What the heck are you doing?  What were your previous few rides before the 50 miles? Were there any warning signs during the ride?

Was it on the bike on your avatar? The seatpost looks very long for the bike but I might be drunk on mulled wine. Could you be overextending your leg? Which type of bike fit did you have done?

Your veloviewer sig thingy suggests a 15.3mph average this year, which seems pretty fast for someone with a playful knee - how fast was yesterday's ride? On your own or with others?


----------



## Dayvo (12 Dec 2016)

Get a proper bike fit. Something simple must be wrong.

Whether your shoes/cleats are wrong, or your saddle too far back/forward or too high/low, your handlebars to far/near. 

Get it sorted by someone who knows what they're doing and hopefully your troubles, and aches and pains, will be behind you.


----------



## screenman (12 Dec 2016)

Rustybucket said:


> Well it looks like I'm off the bike again! Went out on Sunday and did a 50miles ride. This morning my right knee was killing, pain both at the front and the back. It hurts to walk.
> 
> I'm starting to think I'm not built for cycling as I haven't managed a full year without injury yet since starting 5 years ago.
> 
> ...



I mention swimming on here quite often.


----------



## vickster (12 Dec 2016)

Get your knee checked by a physio specialising in cycling if you can.

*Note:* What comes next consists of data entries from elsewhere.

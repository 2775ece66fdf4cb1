//! Catalog generation from the image tree.
//!
//! Every supported file in a photographer's `originals` folder becomes one
//! [`CatalogRecord`]. Metadata comes from the structured filename; the
//! `sizes_info` column lists the size folders that hold a readable copy of
//! the image.

mod record;

pub use self::record::{CatalogRecord, HEADER, SizeVariant, Sizes};

use crate::error::{ErrorKind, Result};
use crate::table::write_records;
use crate::url::UrlGenerator;
use exn::ResultExt;
use mosaic_extract::models::{AliasTable, NudityTokens, Orientation};
use mosaic_extract::{ParsedName, canonical_filename, resolve_author, split_extension};
use mosaic_storage::{ImageLibrary, Photographer, SizeFolder, try_probe};
use std::path::Path;
use tracing::instrument;

/// Everything catalog generation needs besides the image tree.
pub struct CatalogOptions {
    pub aliases: AliasTable,
    pub nudity_tokens: NudityTokens,
    /// Take the orientation from the original's dimensions when the filename
    /// has no orientation tag.
    pub infer_orientation: bool,
    pub urls: UrlGenerator,
}

/// Outcome of [`write_catalog`].
#[derive(Debug, Clone, Copy, Default, PartialEq, Eq)]
pub struct CatalogReport {
    pub images: usize,
    /// Size variants recorded across all images.
    pub variants: usize,
    /// Images without a single readable variant.
    pub unmeasured: usize,
}
impl CatalogReport {
    pub fn from_records(records: &[CatalogRecord]) -> Self {
        Self {
            images: records.len(),
            variants: records.iter().map(|record| record.sizes.len()).sum(),
            unmeasured: records.iter().filter(|record| record.sizes.is_empty()).count(),
        }
    }
}

/// Builds a record for every original image, photographers and files in name
/// order.
#[instrument(skip(library, options), fields(root = %library.root().display()))]
pub fn generate_catalog(library: &ImageLibrary, options: &CatalogOptions) -> Result<Vec<CatalogRecord>> {
    let mut records = Vec::new();
    for photographer in library.photographers().or_raise(|| ErrorKind::Storage)? {
        let originals = photographer.originals().or_raise(|| ErrorKind::Storage)?;
        tracing::debug!(photographer = %photographer.slug, images = originals.len(), "Cataloguing photographer");
        for filename in originals {
            records.push(catalog_image(&photographer, &filename, options)?);
        }
    }
    Ok(records)
}

/// Writes `records` as a catalog table.
pub fn write_catalog(path: &Path, records: &[CatalogRecord]) -> Result<CatalogReport> {
    let rows = records.iter().map(CatalogRecord::fields).collect::<Result<Vec<_>>>()?;
    write_records(path, HEADER, rows)?;
    let report = CatalogReport::from_records(records);
    tracing::info!(
        path = %path.display(),
        images = report.images,
        variants = report.variants,
        unmeasured = report.unmeasured,
        "Wrote catalog"
    );
    Ok(report)
}

fn catalog_image(photographer: &Photographer, filename: &str, options: &CatalogOptions) -> Result<CatalogRecord> {
    let canonical = canonical_filename(filename);
    let parsed = ParsedName::parse(filename, options.nudity_tokens);
    let author = resolve_author(&options.aliases, &parsed.author, filename);
    tracing::trace!(%filename, author = %author.name, rule = %author.rule, "Resolved author");

    let sizes = probe_sizes(photographer, &canonical, &options.urls)?;
    let orientation = match parsed.orientation {
        Some(orientation) => Some(orientation),
        None if options.infer_orientation => photographer
            .file(SizeFolder::Originals.as_str(), filename)
            .ok()
            .and_then(|path| try_probe(&path))
            .map(|info| Orientation::from_dimensions(info.width, info.height)),
        None => None,
    };

    Ok(CatalogRecord {
        base_url: options.urls.base_url(&photographer.slug)?,
        filename: canonical,
        author: author.name,
        title: parsed.title,
        year: parsed.year.unwrap_or_default(),
        orientation: orientation.map(|o| o.as_str().to_string()).unwrap_or_default(),
        color: parsed.color.map(|c| c.as_str().to_string()).unwrap_or_default(),
        nudity: parsed.nudity.as_str().to_string(),
        description: parsed.description,
        sizes,
    })
}

/// Looks for `canonical` in each existing size folder.
///
/// JPEG originals are converted for `originalsWEBP`, so that folder is
/// searched for the `.webp` sibling instead. Every other folder is searched
/// for the canonical name as is.
fn probe_sizes(photographer: &Photographer, canonical: &str, urls: &UrlGenerator) -> Result<Sizes> {
    let (stem, ext) = split_extension(canonical);
    let webp = format!("{stem}.webp");
    let mut sizes = Sizes::default();
    for folder in SizeFolder::ALL {
        if !photographer.has_folder(folder.as_str()) {
            continue;
        }
        let name = match folder {
            SizeFolder::OriginalsWebp if ext.eq_ignore_ascii_case(".jpg") => webp.as_str(),
            _ => canonical,
        };
        let info = match photographer.file(folder.as_str(), name) {
            Ok(path) => try_probe(&path),
            Err(err) => {
                tracing::warn!(photographer = %photographer.slug, %name, error = %*err, "Skipping unsafe variant path");
                None
            },
        };
        if let Some(info) = info {
            sizes.insert(folder, SizeVariant {
                url: urls.variant_url(&photographer.slug, folder.as_str(), name)?,
                format: info.format,
                width: info.width,
                height: info.height,
            });
        }
    }
    Ok(sizes)
}

#[cfg(test)]
mod tests {
    use super::*;
    use crate::table::{Encoding, Table};
    use image::{Rgb, RgbImage};
    use std::fs;
    use tempfile::TempDir;

    const CDN: &str = "https://cdn.example/collection";

    fn options(infer_orientation: bool) -> CatalogOptions {
        CatalogOptions {
            aliases: AliasTable::default(),
            nudity_tokens: NudityTokens::default(),
            infer_orientation,
            urls: UrlGenerator::new("{{ cdn }}/{{ photographer }}/{{ size }}/{{ filename }}", CDN).unwrap(),
        }
    }

    fn save(root: &Path, relative: &str, width: u32, height: u32) {
        let path = root.join(relative);
        fs::create_dir_all(path.parent().unwrap()).unwrap();
        RgbImage::from_pixel(width, height, Rgb([90, 60, 30])).save(path).unwrap();
    }

    fn catalog(dir: &TempDir, infer_orientation: bool) -> Vec<CatalogRecord> {
        let library = ImageLibrary::open(dir.path()).unwrap();
        generate_catalog(&library, &options(infer_orientation)).unwrap()
    }

    #[test]
    fn test_durieu_record() {
        let dir = tempfile::tempdir().unwrap();
        let name = "000_aaa_durieu_portrait_year-1860_vertical_bw.jpg";
        save(dir.path(), &format!("eugene-durieu/originals/{name}"), 30, 40);
        save(dir.path(), "eugene-durieu/originalsWEBP/000_aaa_durieu_portrait_year-1860_vertical_bw.webp", 30, 40);
        save(dir.path(), &format!("eugene-durieu/w400/{name}"), 20, 26);

        let records = catalog(&dir, false);
        assert_eq!(records.len(), 1);
        let record = &records[0];
        assert_eq!(record.base_url, format!("{CDN}/eugene-durieu/{{size}}"));
        assert_eq!(record.filename, name);
        assert_eq!(record.author, "Eugene Durieu");
        assert_eq!(record.title, "portrait");
        assert_eq!(record.year, "1860");
        assert_eq!(record.orientation, "vertical");
        assert_eq!(record.color, "bw");
        assert_eq!(record.nudity, "nude");
        assert_eq!(record.description, "Portrait.");

        let folders: Vec<_> = record.sizes.iter().map(|(folder, _)| folder).collect();
        assert_eq!(folders, [SizeFolder::Originals, SizeFolder::OriginalsWebp, SizeFolder::W400]);
        let webp = record.sizes.get(SizeFolder::OriginalsWebp).unwrap();
        assert_eq!(webp.format, "webp");
        assert_eq!(webp.url, format!("{CDN}/eugene-durieu/originalsWEBP/000_aaa_durieu_portrait_year-1860_vertical_bw.webp"));
        let w400 = record.sizes.get(SizeFolder::W400).unwrap();
        assert_eq!((w400.width, w400.height, w400.format.as_str()), (20, 26, "jpeg"));
    }

    #[test]
    fn test_missing_webp_sibling_is_omitted() {
        let dir = tempfile::tempdir().unwrap();
        save(dir.path(), "edward-weston/originals/weston_pepper.jpg", 10, 10);
        // Only a jpg copy in originalsWEBP, which is not what is looked for.
        save(dir.path(), "edward-weston/originalsWEBP/weston_pepper.jpg", 10, 10);

        let records = catalog(&dir, false);
        assert!(records[0].sizes.get(SizeFolder::OriginalsWebp).is_none());
        assert!(records[0].sizes.get(SizeFolder::Originals).is_some());
    }

    #[test]
    fn test_png_uses_own_name_in_originals_webp() {
        let dir = tempfile::tempdir().unwrap();
        save(dir.path(), "edward-weston/originals/weston_shell.png", 10, 10);
        save(dir.path(), "edward-weston/originalsWEBP/weston_shell.png", 10, 10);

        let records = catalog(&dir, false);
        let variant = records[0].sizes.get(SizeFolder::OriginalsWebp).unwrap();
        assert!(variant.url.ends_with("/originalsWEBP/weston_shell.png"));
        assert_eq!(variant.format, "png");
    }

    #[test]
    fn test_ms_suffix_matches_plain_name() {
        let dir = tempfile::tempdir().unwrap();
        save(dir.path(), "j-smith/originals/jsmith_title_ms.jpg", 10, 10);
        save(dir.path(), "j-smith/w400/jsmith_title.jpg", 10, 10);
        save(dir.path(), "k-smith/originals/jsmith_title.jpg", 10, 10);
        save(dir.path(), "k-smith/w400/jsmith_title.jpg", 10, 10);

        let records = catalog(&dir, false);
        assert_eq!(records.len(), 2);
        let (ms, plain) = (&records[0], &records[1]);
        assert_eq!(ms.filename, plain.filename);
        assert_eq!(ms.author, plain.author);
        assert_eq!(ms.title, plain.title);
        assert_eq!(ms.description, plain.description);
        assert!(ms.sizes.get(SizeFolder::W400).is_some());
        // The `_ms` original itself is only published under its plain name.
        assert!(ms.sizes.get(SizeFolder::Originals).is_none());
    }

    #[test]
    fn test_skips_unsupported_and_unreadable() {
        let dir = tempfile::tempdir().unwrap();
        save(dir.path(), "edward-weston/originals/weston_pepper.jpg", 10, 10);
        fs::write(dir.path().join("edward-weston/originals/notes.txt"), "notes").unwrap();
        fs::write(dir.path().join("edward-weston/originals/weston_broken.JPG"), "not a jpeg").unwrap();
        fs::create_dir_all(dir.path().join("no-originals/w400")).unwrap();

        let records = catalog(&dir, false);
        let filenames: Vec<_> = records.iter().map(|r| r.filename.as_str()).collect();
        assert_eq!(filenames, ["weston_broken.JPG", "weston_pepper.jpg"]);
        assert!(records[0].sizes.is_empty());
        assert_eq!(CatalogReport::from_records(&records), CatalogReport {
            images: 2,
            variants: 1,
            unmeasured: 1
        });
    }

    #[test]
    fn test_infer_orientation() {
        let dir = tempfile::tempdir().unwrap();
        save(dir.path(), "edward-weston/originals/weston_dunes.jpg", 40, 20);
        save(dir.path(), "edward-weston/originals/weston_nude_vertical.jpg", 40, 20);

        let records = catalog(&dir, false);
        assert_eq!(records[0].orientation, "");

        let records = catalog(&dir, true);
        assert_eq!(records[0].orientation, "horizontal");
        // An orientation tag always wins over the dimensions.
        assert_eq!(records[1].orientation, "vertical");
    }

    #[test]
    fn test_write_catalog() {
        let dir = tempfile::tempdir().unwrap();
        save(dir.path(), "images/fred-holland-day/originals/fred-holland-day_morning-walk_year-1905_sepia.jpg", 12, 8);
        let library = ImageLibrary::open(dir.path().join("images")).unwrap();
        let records = generate_catalog(&library, &options(false)).unwrap();
        let output = dir.path().join("catalog.csv");

        let report = write_catalog(&output, &records).unwrap();
        assert_eq!(report.images, 1);

        let table = Table::read(&output, Encoding::Utf8).unwrap();
        assert_eq!(table.headers.iter().collect::<Vec<_>>(), HEADER);
        let row = &table.rows[0];
        assert_eq!(&row[2], "Fred Holland Day");
        assert_eq!(&row[3], "morning-walk");
        assert_eq!(&row[6], "sepia");
        assert_eq!(&row[8], "Morning walk.");
        assert_eq!(
            &row[9],
            format!(
                r#"{{"originals": {{"url": "{CDN}/fred-holland-day/originals/fred-holland-day_morning-walk_year-1905_sepia.jpg", "format": "jpeg", "width": 12, "height": 8}}}}"#
            )
        );
    }
}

Ask / pay for an MRI if the issue has been going on a while

How old are you?
Have you injured your knee?
Does it hurt other than cycling and walking? Does it bend and straighten? Can you sit on your heels? Or pull heel to bum when standing?
How's your flexibility in knee, hips, back, ankles?
Do you stretch after cycling?


----------



## Cycleops (12 Dec 2016)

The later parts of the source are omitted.